//! HTTP host around the kernel.
//!
//! # Responsibilities
//! - Create Axum Router sending every path to the kernel
//! - Wire up middleware (tracing, timeout)
//! - Run the blocking kernel off the async executor
//! - Propagate request ID and execution time as response headers
//! - Bind server to listener with graceful shutdown

use std::future::Future;
use std::sync::Arc;
use std::time::{Duration, Instant};

use axum::{
    extract::{OriginalUri, State},
    http::{HeaderMap, Method, StatusCode},
    response::{IntoResponse, Response as AxumResponse},
    routing::any,
    Router,
};
use tokio::net::TcpListener;
use tower_http::{timeout::TimeoutLayer, trace::TraceLayer};

use crate::config::ListenerConfig;
use crate::http::request::{Request, X_REQUEST_ID};
use crate::kernel::Kernel;
use crate::observability::metrics;

/// Host failures.
#[derive(Debug, thiserror::Error)]
pub enum ServerError {
    #[error("failed to bind {addr}: {source}")]
    Bind {
        addr: String,
        #[source]
        source: std::io::Error,
    },

    #[error("server error: {0}")]
    Serve(#[from] std::io::Error),
}

/// Header carrying the kernel's wall-clock time for the request, in ms.
pub const X_EXECUTION_TIME: &str = "x-execution-time";

/// HTTP server for the kernel.
pub struct HttpServer {
    router: Router,
    config: ListenerConfig,
}

impl HttpServer {
    pub fn new(kernel: Arc<Kernel>, config: ListenerConfig) -> Self {
        let router = Self::build_router(&config, kernel);
        Self { router, config }
    }

    #[allow(deprecated)]
    fn build_router(config: &ListenerConfig, kernel: Arc<Kernel>) -> Router {
        Router::new()
            .route("/{*path}", any(kernel_handler))
            .route("/", any(kernel_handler))
            .with_state(kernel)
            .layer(TimeoutLayer::new(Duration::from_secs(config.request_timeout_secs)))
            .layer(TraceLayer::new_for_http())
    }

    /// The router, for in-process testing.
    pub fn app(&self) -> Router {
        self.router.clone()
    }

    pub fn config(&self) -> &ListenerConfig {
        &self.config
    }

    /// Bind the configured address.
    pub async fn bind(&self) -> Result<TcpListener, ServerError> {
        TcpListener::bind(&self.config.bind_address)
            .await
            .map_err(|source| ServerError::Bind {
                addr: self.config.bind_address.clone(),
                source,
            })
    }

    /// Serve until `shutdown` resolves.
    pub async fn run<F>(self, listener: TcpListener, shutdown: F) -> Result<(), ServerError>
    where
        F: Future<Output = ()> + Send + 'static,
    {
        let addr = listener.local_addr()?;
        tracing::info!(address = %addr, "HTTP server starting");

        axum::serve(listener, self.router)
            .with_graceful_shutdown(shutdown)
            .await?;

        tracing::info!("HTTP server stopped");
        Ok(())
    }
}

async fn kernel_handler(
    State(kernel): State<Arc<Kernel>>,
    method: Method,
    OriginalUri(uri): OriginalUri,
    headers: HeaderMap,
) -> AxumResponse {
    let start_time = Instant::now();
    let request = Request::from_parts(method, uri.path(), uri.query(), &headers);
    let request_id = request.request_id.clone();

    tracing::debug!(
        request_id = %request_id,
        method = %request.method,
        path = %request.path,
        "Dispatching request"
    );

    let outcome = tokio::task::spawn_blocking(move || kernel.run(&request)).await;
    let mut response = match outcome {
        Ok(response) => response,
        Err(e) => {
            tracing::error!(request_id = %request_id, error = %e, "Kernel task failed");
            metrics::record_request(500, start_time);
            return (StatusCode::INTERNAL_SERVER_ERROR, "Internal Server Error").into_response();
        }
    };

    let elapsed_ms = start_time.elapsed().as_secs_f64() * 1000.0;
    response.set_header(X_REQUEST_ID, &request_id);
    response.set_header(X_EXECUTION_TIME, &format!("{elapsed_ms:.3}"));
    metrics::record_request(response.status().as_u16(), start_time);

    response.into_response()
}
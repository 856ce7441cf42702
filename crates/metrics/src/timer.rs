use std::time::{
    Duration,
    Instant,
};

use prometheus::Histogram;

use crate::log_distribution;

/// Observes the elapsed wall time into a histogram (in seconds) when dropped.
/// Timers that unwind with a panic record nothing.
pub struct Timer {
    start: Instant,
    histogram: &'static Histogram,
}

impl Timer {
    pub fn new(histogram: &'static Histogram) -> Self {
        Self {
            start: Instant::now(),
            histogram,
        }
    }

    pub fn elapsed(&self) -> Duration {
        self.start.elapsed()
    }
}

impl Drop for Timer {
    fn drop(&mut self) {
        if std::thread::panicking() {
            return;
        }
        log_distribution(self.histogram, self.start.elapsed().as_secs_f64());
    }
}
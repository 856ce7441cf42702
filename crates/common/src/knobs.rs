//! Tunable limits and parameters for the storage node.
//!
//! Every knob here should have a comment explaining what it's for and the
//! upper/lower bounds if applicable so an oncall engineer can adjust these
//! safely if needed. Each can be overridden with an environment variable.
#![deny(missing_docs)]

use std::{
    sync::LazyLock,
    time::Duration,
};

use cmd_util::env::env_config;

/// Hard per-invocation timeout for scheduler task actions. An action that
/// exceeds it is cancelled and counted; the task itself keeps running.
pub static TASK_ACTION_TIMEOUT: LazyLock<Duration> =
    LazyLock::new(|| Duration::from_secs(env_config("TASK_ACTION_TIMEOUT_SECS", 300)));

/// Maximum distance between an ingested element timestamp and the node's
/// wall clock, in either direction. Elements outside the window are rejected
/// as clock skew.
pub static MAX_TIMESTAMP_DRIFT: LazyLock<Duration> =
    LazyLock::new(|| Duration::from_secs(env_config("MAX_TIMESTAMP_DRIFT_SECS", 24 * 60 * 60)));

/// How many element batches the write path keeps pooled for reuse. Excess
/// batches released while the pool is full are dropped.
pub static ELEMENT_BATCH_POOL_CAPACITY: LazyLock<usize> =
    LazyLock::new(|| env_config("ELEMENT_BATCH_POOL_CAPACITY", 1024));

> **WHAT THE TASK REQUIRES**
The stretch of entries above that starts with the line containing "an environment variable." and goes on through the line containing "pub static TASK_ACTION_TIMEOUT: LazyLock<Duration>" is to be transcribed exactly, and no other line is to be transcribed.

> **EXPECTED ANSWER**
//! safely if needed. Each can be overridden with an environment variable.
#![deny(missing_docs)]

use std::{
    sync::LazyLock,
    time::Duration,
};

use cmd_util::env::env_config;

/// Hard per-invocation timeout for scheduler task actions. An action that
/// exceeds it is cancelled and counted; the task itself keeps running.
pub static TASK_ACTION_TIMEOUT: LazyLock<Duration> =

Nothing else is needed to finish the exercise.